Stored items
□ □ □

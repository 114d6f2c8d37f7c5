//! # Error Handling
//!
//! Service-level error type and its mapping onto HTTP responses.
//!
//! ## Layers:
//! - **ConversionError** (`audio`): what went wrong with the audio itself
//! - **LibraryError** (`library`): filename and file access problems, wrapping the above
//! - **ForwardError** (`forward`): delivery to the downstream consumer failed
//! - **AppError** (here): what the HTTP client gets to see
//!
//! ## Why a separate HTTP error:
//! The lower layers describe failures in their own terms. `AppError` decides which of
//! them are the client's fault (4xx) and which are ours or the downstream's (5xx).

use crate::audio::ConversionError;
use crate::forward::ForwardError;
use crate::library::{FilenameError, LibraryError};
use actix_web::http::StatusCode;
use actix_web::{HttpResponse, ResponseError};
use serde_json::json;
use std::fmt;

/// Custom error types for the application.
///
/// ## Error Categories:
/// - **BadRequest**: client sent an unusable filename (400)
/// - **NotFound**: named file does not exist (404)
/// - **PayloadTooLarge**: named file exceeds the size limit (413)
/// - **UnprocessableAudio**: file exists but cannot be converted (422)
/// - **BadGateway**: downstream consumer refused or was unreachable (502)
/// - **Internal**: our own problems (500)
/// - **ValidationError**: runtime config update failed validation (400)
#[derive(Debug)]
pub enum AppError {
    Internal(String),
    BadRequest(String),
    NotFound(String),
    PayloadTooLarge(String),
    /// Conversion failure, tagged with its `ErrorKind` name
    UnprocessableAudio { kind: &'static str, message: String },
    BadGateway(String),
    ValidationError(String),
}

impl fmt::Display for AppError {
    fn fmt(&self, f: &mut fmt::Formatter<'_>) -> fmt::Result {
        match self {
            AppError::Internal(msg) => write!(f, "Internal error: {}", msg),
            AppError::BadRequest(msg) => write!(f, "Bad request: {}", msg),
            AppError::NotFound(msg) => write!(f, "Not found: {}", msg),
            AppError::PayloadTooLarge(msg) => write!(f, "Payload too large: {}", msg),
            AppError::UnprocessableAudio { kind, message } => {
                write!(f, "Unprocessable audio ({}): {}", kind, message)
            }
            AppError::BadGateway(msg) => write!(f, "Bad gateway: {}", msg),
            AppError::ValidationError(msg) => write!(f, "Validation error: {}", msg),
        }
    }
}

impl AppError {
    /// Machine-readable error type used in the JSON body.
    pub fn error_type(&self) -> &'static str {
        match self {
            AppError::Internal(_) => "internal_error",
            AppError::BadRequest(_) => "bad_request",
            AppError::NotFound(_) => "not_found",
            AppError::PayloadTooLarge(_) => "payload_too_large",
            AppError::UnprocessableAudio { kind, .. } => *kind,
            AppError::BadGateway(_) => "bad_gateway",
            AppError::ValidationError(_) => "validation_error",
        }
    }

    fn message(&self) -> String {
        match self {
            AppError::Internal(msg)
            | AppError::BadRequest(msg)
            | AppError::NotFound(msg)
            | AppError::PayloadTooLarge(msg)
            | AppError::BadGateway(msg)
            | AppError::ValidationError(msg) => msg.clone(),
            AppError::UnprocessableAudio { message, .. } => message.clone(),
        }
    }
}

/// All errors render as:
/// ```json
/// {
///   "error": {
///     "type": "format_error",
///     "message": "unsupported encoding: format tag 3",
///     "timestamp": "2025-01-01T12:00:00Z"
///   }
/// }
/// ```
impl ResponseError for AppError {
    fn status_code(&self) -> StatusCode {
        match self {
            AppError::Internal(_) => StatusCode::INTERNAL_SERVER_ERROR,
            AppError::BadRequest(_) | AppError::ValidationError(_) => StatusCode::BAD_REQUEST,
            AppError::NotFound(_) => StatusCode::NOT_FOUND,
            AppError::PayloadTooLarge(_) => StatusCode::PAYLOAD_TOO_LARGE,
            AppError::UnprocessableAudio { .. } => StatusCode::UNPROCESSABLE_ENTITY,
            AppError::BadGateway(_) => StatusCode::BAD_GATEWAY,
        }
    }

    fn error_response(&self) -> HttpResponse {
        HttpResponse::build(self.status_code()).json(json!({
            "error": {
                "type": self.error_type(),
                "message": self.message(),
                "timestamp": chrono::Utc::now().to_rfc3339()
            }
        }))
    }
}

impl From<anyhow::Error> for AppError {
    fn from(err: anyhow::Error) -> Self {
        AppError::Internal(err.to_string())
    }
}

impl From<serde_json::Error> for AppError {
    fn from(err: serde_json::Error) -> Self {
        AppError::BadRequest(format!("JSON parsing error: {}", err))
    }
}

impl From<ConversionError> for AppError {
    fn from(err: ConversionError) -> Self {
        AppError::UnprocessableAudio {
            kind: err.kind().as_str(),
            message: err.to_string(),
        }
    }
}

/// ## HTTP Mapping:
/// - bad filename → 400, absent → 404, too big → 413
/// - any conversion failure → 422
/// - failing to open an existing file → 500
impl From<LibraryError> for AppError {
    fn from(err: LibraryError) -> Self {
        match err {
            LibraryError::InvalidFilename(FilenameError::Empty) => {
                AppError::BadRequest("Filename required".to_string())
            }
            LibraryError::InvalidFilename(e) => AppError::BadRequest(format!("Invalid filename: {}", e)),
            LibraryError::NotFound(name) => AppError::NotFound(format!("File not found: {}", name)),
            LibraryError::TooLarge { name, size, limit } => AppError::PayloadTooLarge(format!(
                "File {} is {} bytes, limit is {}",
                name, size, limit
            )),
            LibraryError::Open(e) => AppError::Internal(format!("Failed to open file: {}", e)),
            LibraryError::Conversion(e) => e.into(),
        }
    }
}

impl From<ForwardError> for AppError {
    fn from(err: ForwardError) -> Self {
        AppError::BadGateway(format!("Failed to forward audio: {}", err))
    }
}

pub type AppResult<T> = Result<T, AppError>;

#[cfg(test)]
mod tests {
    use super::*;

    #[test]
    fn test_library_errors_map_to_client_statuses() {
        let cases = [
            (LibraryError::InvalidFilename(FilenameError::Empty), StatusCode::BAD_REQUEST),
            (LibraryError::InvalidFilename(FilenameError::PathTraversal), StatusCode::BAD_REQUEST),
            (LibraryError::NotFound("x.wav".to_string()), StatusCode::NOT_FOUND),
            (
                LibraryError::TooLarge { name: "x.wav".to_string(), size: 10, limit: 5 },
                StatusCode::PAYLOAD_TOO_LARGE,
            ),
            (
                LibraryError::Conversion(ConversionError::MissingDataChunk),
                StatusCode::UNPROCESSABLE_ENTITY,
            ),
        ];

        for (err, status) in cases {
            assert_eq!(AppError::from(err).status_code(), status);
        }
    }

    #[test]
    fn test_conversion_error_keeps_its_kind() {
        let err = AppError::from(ConversionError::MonoRequired(2));
        assert_eq!(err.error_type(), "policy_error");
        assert_eq!(err.status_code(), StatusCode::UNPROCESSABLE_ENTITY);

        let err = AppError::from(ConversionError::Truncated { expected: 8, actual: 2 });
        assert_eq!(err.error_type(), "io_error");
    }

    #[test]
    fn test_internal_and_config_errors() {
        let err = AppError::ValidationError("audio.files_dir cannot be changed at runtime".to_string());
        assert_eq!(err.status_code(), StatusCode::BAD_REQUEST);
        assert_eq!(err.error_type(), "validation_error");

        let err = AppError::from(anyhow::anyhow!("worker gone"));
        assert_eq!(err.status_code(), StatusCode::INTERNAL_SERVER_ERROR);
    }

    #[test]
    fn test_forward_error_is_bad_gateway() {
        let err = AppError::from(ForwardError::Status(500));
        assert_eq!(err.status_code(), StatusCode::BAD_GATEWAY);
        assert!(err.to_string().contains("500"));
    }
}
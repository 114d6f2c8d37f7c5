//! # PCM Audio Streamer - Main Application Entry Point
//!
//! HTTP service that takes a WAV filename, converts the file to 8 kHz G.711 A-law,
//! and forwards the encoded bytes to a downstream audio consumer.
//!
//! ## Application Architecture:
//! - **config**: Layered configuration (defaults, config.toml, environment)
//! - **state**: Shared configuration and metrics
//! - **health**: Health and metrics endpoints
//! - **library**: Filename validation and WAV loading from the audio directory
//! - **audio**: RIFF/WAVE parsing, resampling, A-law encoding, and the pipeline tying them together
//! - **forward**: Delivery of encoded audio to the downstream endpoint
//! - **middleware**: Request logging and metrics collection
//! - **handlers**: HTTP request handlers
//! - **error**: Error types and their HTTP responses

mod audio;
mod config;
mod error;
mod forward;
mod handlers;
mod health;
mod library;
mod middleware;
mod state;

use actix_cors::Cors;
use actix_web::{web, App, HttpServer};
use anyhow::Result;
use config::AppConfig;
use forward::Forwarder;
use state::AppState;
use std::sync::atomic::{AtomicBool, Ordering};
use tracing::{error, info, warn};
use tracing_actix_web::TracingLogger;
use tracing_subscriber::{layer::SubscriberExt, util::SubscriberInitExt};

/// Set once SIGINT or SIGTERM arrives.
static SHUTDOWN_SIGNAL: AtomicBool = AtomicBool::new(false);

#[actix_web::main]
async fn main() -> Result<()> {
    dotenv::dotenv().ok();

    init_tracing()?;

    let config = AppConfig::load()?;
    config.validate()?;

    info!("Starting pcm-audio-streamer v{}", env!("CARGO_PKG_VERSION"));
    info!(
        files_dir = %config.audio.files_dir,
        target_sample_rate = config.audio.target_sample_rate,
        downstream = %config.forwarding.url,
        "Configuration loaded"
    );

    let app_state = AppState::new(config.clone());
    if !app_state.audio_library().is_available() {
        warn!(
            "Audio directory {} does not exist, every playback request will fail until it does",
            config.audio.files_dir
        );
    }

    let bind_addr = format!("{}:{}", config.server.host, config.server.port);

    setup_signal_handlers();

    info!("Starting HTTP server on {}", bind_addr);

    let server = HttpServer::new(move || {
        let cors = Cors::default()
            .allow_any_origin()
            .allow_any_method()
            .allow_any_header()
            .max_age(3600);

        App::new()
            .app_data(web::Data::new(app_state.clone()))
            // awc clients are tied to the worker's runtime, so one per worker
            .app_data(web::Data::new(Forwarder::new()))
            .wrap(cors)
            .wrap(TracingLogger::default())
            .wrap(middleware::MetricsMiddleware)
            .wrap(middleware::RequestLogging)
            .configure(handlers::configure_routes)
    })
    .bind(&bind_addr)?
    .run();

    let server_handle = server.handle();
    let server_task = tokio::spawn(server);

    tokio::select! {
        result = server_task => {
            match result {
                Ok(Err(e)) => error!("Server error: {}", e),
                Err(e) => error!("Server task error: {}", e),
                Ok(Ok(())) => {}
            }
        }
        _ = wait_for_shutdown() => {
            info!("Shutdown signal received, stopping server...");
            server_handle.stop(true).await;
        }
    }

    info!("Server stopped gracefully");
    Ok(())
}

/// Console logging, filtered by `RUST_LOG`.
///
/// Defaults to `pcm_audio_streamer=debug,actix_web=info` when `RUST_LOG` is unset.
fn init_tracing() -> Result<()> {
    tracing_subscriber::registry()
        .with(
            tracing_subscriber::EnvFilter::try_from_default_env()
                .unwrap_or_else(|_| "pcm_audio_streamer=debug,actix_web=info".into()),
        )
        .with(tracing_subscriber::fmt::layer())
        .init();

    Ok(())
}

fn setup_signal_handlers() {
    use tokio::signal::unix::{signal, SignalKind};

    tokio::spawn(async {
        let (mut sigterm, mut sigint) =
            match (signal(SignalKind::terminate()), signal(SignalKind::interrupt())) {
                (Ok(term), Ok(int)) => (term, int),
                (Err(e), _) | (_, Err(e)) => {
                    error!("Failed to install signal handlers: {}", e);
                    return;
                }
            };

        tokio::select! {
            _ = sigterm.recv() => {
                info!("Received SIGTERM");
            }
            _ = sigint.recv() => {
                info!("Received SIGINT");
            }
        }

        SHUTDOWN_SIGNAL.store(true, Ordering::SeqCst);
    });
}

async fn wait_for_shutdown() {
    while !SHUTDOWN_SIGNAL.load(Ordering::SeqCst) {
        tokio::time::sleep(tokio::time::Duration::from_millis(100)).await;
    }
}
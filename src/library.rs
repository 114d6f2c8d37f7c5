//! # Audio Library
//!
//! Resolves request filenames to WAV files under a fixed base directory and parses them.
//!
//! ## Filename Rules:
//! - must not be empty
//! - must not contain `..` (path traversal)
//! - must not contain `/` or `\` (path separators)
//! - must end in `.wav` (any case)
//!
//! Loading is blocking file I/O. Request handlers run it on actix's blocking thread
//! pool via `web::block` so the async workers stay free.

use crate::audio::{wav, AudioStreamDescriptor, ConversionError};
use std::fs::File;
use std::io::{self, BufReader};
use std::path::{Path, PathBuf};
use thiserror::Error;
use tracing::debug;

/// Why a filename was refused before touching the filesystem.
#[derive(Debug, Clone, Copy, PartialEq, Eq, Error)]
pub enum FilenameError {
    #[error("filename required")]
    Empty,

    #[error("path traversal detected")]
    PathTraversal,

    #[error("path separators not allowed")]
    PathSeparator,

    #[error("only WAV files are supported")]
    NotWav,
}

/// Failures while locating, opening, or parsing a library file.
#[derive(Debug, Error)]
pub enum LibraryError {
    #[error("invalid filename: {0}")]
    InvalidFilename(#[from] FilenameError),

    #[error("file not found: {0}")]
    NotFound(String),

    #[error("file {name} is {size} bytes, limit is {limit}")]
    TooLarge { name: String, size: u64, limit: u64 },

    #[error("failed to open file: {0}")]
    Open(io::Error),

    #[error(transparent)]
    Conversion(#[from] ConversionError),
}

/// Check a request filename against the library rules.
pub fn validate_filename(filename: &str) -> Result<(), FilenameError> {
    if filename.is_empty() {
        return Err(FilenameError::Empty);
    }
    if filename.contains("..") {
        return Err(FilenameError::PathTraversal);
    }
    if filename.contains('/') || filename.contains('\\') {
        return Err(FilenameError::PathSeparator);
    }
    if !filename.to_lowercase().ends_with(".wav") {
        return Err(FilenameError::NotWav);
    }
    Ok(())
}

/// A directory of WAV files that requests may name.
#[derive(Debug, Clone)]
pub struct AudioLibrary {
    base_dir: PathBuf,
    max_file_bytes: u64,
}

impl AudioLibrary {
    pub fn new(base_dir: impl Into<PathBuf>, max_file_bytes: u64) -> Self {
        Self {
            base_dir: base_dir.into(),
            max_file_bytes,
        }
    }

    pub fn base_dir(&self) -> &Path {
        &self.base_dir
    }

    /// Whether the base directory currently exists (reported by the health check).
    pub fn is_available(&self) -> bool {
        self.base_dir.is_dir()
    }

    /// Validate `filename`, then open and parse it.
    ///
    /// ## Returns:
    /// - **Ok(descriptor)**: the fully parsed stream
    /// - **Err(InvalidFilename)**: the name broke a filename rule
    /// - **Err(NotFound)** / **Err(TooLarge)**: checked via file metadata before reading
    /// - **Err(Conversion)**: the file is not a usable WAV container
    pub fn load(&self, filename: &str) -> Result<AudioStreamDescriptor, LibraryError> {
        validate_filename(filename)?;

        let path = self.base_dir.join(filename);
        let metadata = match std::fs::metadata(&path) {
            Ok(metadata) if metadata.is_file() => metadata,
            Ok(_) => return Err(LibraryError::NotFound(filename.to_string())),
            Err(e) if e.kind() == io::ErrorKind::NotFound => {
                return Err(LibraryError::NotFound(filename.to_string()))
            }
            Err(e) => return Err(LibraryError::Open(e)),
        };

        if metadata.len() > self.max_file_bytes {
            return Err(LibraryError::TooLarge {
                name: filename.to_string(),
                size: metadata.len(),
                limit: self.max_file_bytes,
            });
        }

        let file = File::open(&path).map_err(LibraryError::Open)?;
        debug!(path = %path.display(), size = metadata.len(), "Parsing WAV file");

        Ok(wav::parse(BufReader::new(file))?)
    }
}

#[cfg(test)]
mod tests {
    use super::*;
    use std::fs;
    use tempfile::TempDir;

    fn mono_wav(rate: u32, samples: &[i16]) -> Vec<u8> {
        let data: Vec<u8> = samples.iter().flat_map(|s| s.to_le_bytes()).collect();
        let mut out = Vec::new();
        out.extend_from_slice(b"RIFF");
        out.extend_from_slice(&(36 + data.len() as u32).to_le_bytes());
        out.extend_from_slice(b"WAVE");
        out.extend_from_slice(b"fmt ");
        out.extend_from_slice(&16u32.to_le_bytes());
        out.extend_from_slice(&1u16.to_le_bytes());
        out.extend_from_slice(&1u16.to_le_bytes());
        out.extend_from_slice(&rate.to_le_bytes());
        out.extend_from_slice(&(rate * 2).to_le_bytes());
        out.extend_from_slice(&2u16.to_le_bytes());
        out.extend_from_slice(&16u16.to_le_bytes());
        out.extend_from_slice(b"data");
        out.extend_from_slice(&(data.len() as u32).to_le_bytes());
        out.extend_from_slice(&data);
        out
    }

    #[test]
    fn test_filename_validation() {
        assert_eq!(validate_filename("greeting.wav"), Ok(()));
        assert_eq!(validate_filename("GREETING.WAV"), Ok(()));
        assert_eq!(validate_filename(""), Err(FilenameError::Empty));
        assert_eq!(validate_filename("../secret.wav"), Err(FilenameError::PathTraversal));
        assert_eq!(validate_filename("a..b.wav"), Err(FilenameError::PathTraversal));
        assert_eq!(validate_filename("dir/file.wav"), Err(FilenameError::PathSeparator));
        assert_eq!(validate_filename("dir\\file.wav"), Err(FilenameError::PathSeparator));
        assert_eq!(validate_filename("song.mp3"), Err(FilenameError::NotWav));
        assert_eq!(validate_filename("wav"), Err(FilenameError::NotWav));
    }

    #[test]
    fn test_load_parses_file() {
        let dir = TempDir::new().unwrap();
        fs::write(dir.path().join("tone.wav"), mono_wav(16000, &[1, -2, 3, -4])).unwrap();

        let library = AudioLibrary::new(dir.path(), 1024 * 1024);
        assert!(library.is_available());

        let descriptor = library.load("tone.wav").unwrap();
        assert_eq!(descriptor.sample_rate, 16000);
        assert_eq!(descriptor.frame_count(), 4);
    }

    #[test]
    fn test_load_missing_file() {
        let dir = TempDir::new().unwrap();
        let library = AudioLibrary::new(dir.path(), 1024);
        assert!(matches!(
            library.load("absent.wav"),
            Err(LibraryError::NotFound(name)) if name == "absent.wav"
        ));
    }

    #[test]
    fn test_load_rejects_invalid_name_without_io() {
        let library = AudioLibrary::new("/nonexistent/dir", 1024);
        assert!(matches!(
            library.load("../etc/passwd.wav"),
            Err(LibraryError::InvalidFilename(FilenameError::PathTraversal))
        ));
    }

    #[test]
    fn test_load_enforces_size_limit() {
        let dir = TempDir::new().unwrap();
        fs::write(dir.path().join("long.wav"), mono_wav(8000, &[0; 100])).unwrap();

        let library = AudioLibrary::new(dir.path(), 64);
        assert!(matches!(
            library.load("long.wav"),
            Err(LibraryError::TooLarge { limit: 64, .. })
        ));
    }

    #[test]
    fn test_load_reports_parse_errors() {
        let dir = TempDir::new().unwrap();
        fs::write(dir.path().join("fake.wav"), b"ID3 this is an mp3").unwrap();

        let library = AudioLibrary::new(dir.path(), 1024);
        assert!(matches!(
            library.load("fake.wav"),
            Err(LibraryError::Conversion(ConversionError::NotWavContainer))
        ));
    }
}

□ □ □

Some lines in the data above hold the string "UnprocessableAudio". Find and copy each of them.

/// - **UnprocessableAudio**: file exists but cannot be converted (422)
    UnprocessableAudio { kind: &'static str, message: String },
            AppError::UnprocessableAudio { kind, message } => {
            AppError::UnprocessableAudio { kind, .. } => *kind,
            AppError::UnprocessableAudio { message, .. } => message.clone(),
            AppError::UnprocessableAudio { .. } => StatusCode::UNPROCESSABLE_ENTITY,
        AppError::UnprocessableAudio {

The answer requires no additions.